- **Data records**

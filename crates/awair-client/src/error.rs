//! Error types for the awair-client crate

use std::fmt;
use thiserror::Error;

/// Which half of the device identity could not be resolved
#[derive(Debug, Clone, Copy, PartialEq, Eq)]
pub enum DeviceField {
    /// Device type (e.g. `awair-element`)
    Type,

    /// Numeric device id
    Id,
}

impl fmt::Display for DeviceField {
    fn fmt(&self, f: &mut fmt::Formatter<'_>) -> fmt::Result {
        match self {
            DeviceField::Type => f.write_str("type"),
            DeviceField::Id => f.write_str("id"),
        }
    }
}

/// Failures of the HTTP exchange itself
#[derive(Debug, Error)]
pub enum TransportError {
    /// Connection, timeout or request-level failure
    #[error("Network error: {0}")]
    Network(#[from] reqwest::Error),

    /// The service answered with a non-2xx status
    #[error("Server error: {status} - {body}")]
    Status { status: u16, body: String },
}

impl TransportError {
    /// Check if a read request failing this way should be attempted again
    pub fn is_transient(&self) -> bool {
        match self {
            TransportError::Network(e) => e.is_timeout() || e.is_connect() || e.is_request(),
            TransportError::Status { status, .. } => (500..600).contains(status),
        }
    }
}

/// Errors returned by [`AwairClient`](crate::AwairClient) operations
#[derive(Debug, Error)]
pub enum AwairError {
    /// Device-scoped call with no device type or id available
    #[error("Missing device {0}")]
    MissingDeviceIdentity(DeviceField),

    /// Caller-supplied header that is not a plain name/value pair
    #[error("Invalid header: {0}")]
    InvalidHeaderShape(String),

    /// A typed value outside its allowed range
    #[error("Invalid value: {0}")]
    InvalidValue(String),

    /// HTTP failure after the retry policy was applied
    #[error(transparent)]
    Transport(#[from] TransportError),

    /// Successful response whose body does not match the expected shape
    #[error("Decode error: {0}")]
    Decode(#[from] serde_json::Error),

    /// Request body that could not be serialized
    #[error("Encode error: {0}")]
    Encode(serde_json::Error),

    /// Configuration error
    #[error("Configuration error: {0}")]
    Config(String),
}

impl From<reqwest::Error> for AwairError {
    fn from(err: reqwest::Error) -> Self {
        AwairError::Transport(TransportError::Network(err))
    }
}

impl AwairError {
    /// Check if this is a transport-level error
    pub fn is_transport_error(&self) -> bool {
        matches!(self, AwairError::Transport(_))
    }

    /// Check if this error is retryable
    pub fn is_retryable(&self) -> bool {
        match self {
            AwairError::Transport(e) => e.is_transient(),
            _ => false,
        }
    }

    /// HTTP status carried by the error, if the service answered at all
    pub fn status(&self) -> Option<u16> {
        match self {
            AwairError::Transport(TransportError::Status { status, .. }) => Some(*status),
            _ => None,
        }
    }

    /// Create a status error from status and body
    pub fn status_error(status: u16, body: impl Into<String>) -> Self {
        AwairError::Transport(TransportError::Status {
            status,
            body: body.into(),
        })
    }
}

/// Result type for Awair operations
pub type AwairResult<T> = Result<T, AwairError>;

#[cfg(test)]
mod tests {
    use super::*;

    #[test]
    fn test_is_retryable() {
        assert!(AwairError::status_error(500, "Internal error").is_retryable());
        assert!(AwairError::status_error(503, "").is_retryable());
        assert!(!AwairError::status_error(404, "not found").is_retryable());
        assert!(!AwairError::MissingDeviceIdentity(DeviceField::Id).is_retryable());
        assert!(!AwairError::InvalidHeaderShape("bad".to_string()).is_retryable());
    }

    #[test]
    fn test_status() {
        assert_eq!(AwairError::status_error(401, "denied").status(), Some(401));
        assert!(AwairError::status_error(401, "denied").is_transport_error());
        assert_eq!(AwairError::Config("x".to_string()).status(), None);
    }

    #[test]
    fn test_encode_is_not_decode() {
        let source = serde_json::from_str::<u8>("x").unwrap_err();
        let err = AwairError::Encode(source);
        assert!(err.to_string().starts_with("Encode error"));
        assert!(!err.is_retryable());
    }

    #[test]
    fn test_display() {
        assert_eq!(
            AwairError::MissingDeviceIdentity(DeviceField::Type).to_string(),
            "Missing device type"
        );
        assert_eq!(
            AwairError::status_error(500, "boom").to_string(),
            "Server error: 500 - boom"
        );
    }
}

- **What you have to do**
Only lines that include "could" are counted here. Give their number for the records above and add nothing.

- **Solution to the exercise**
2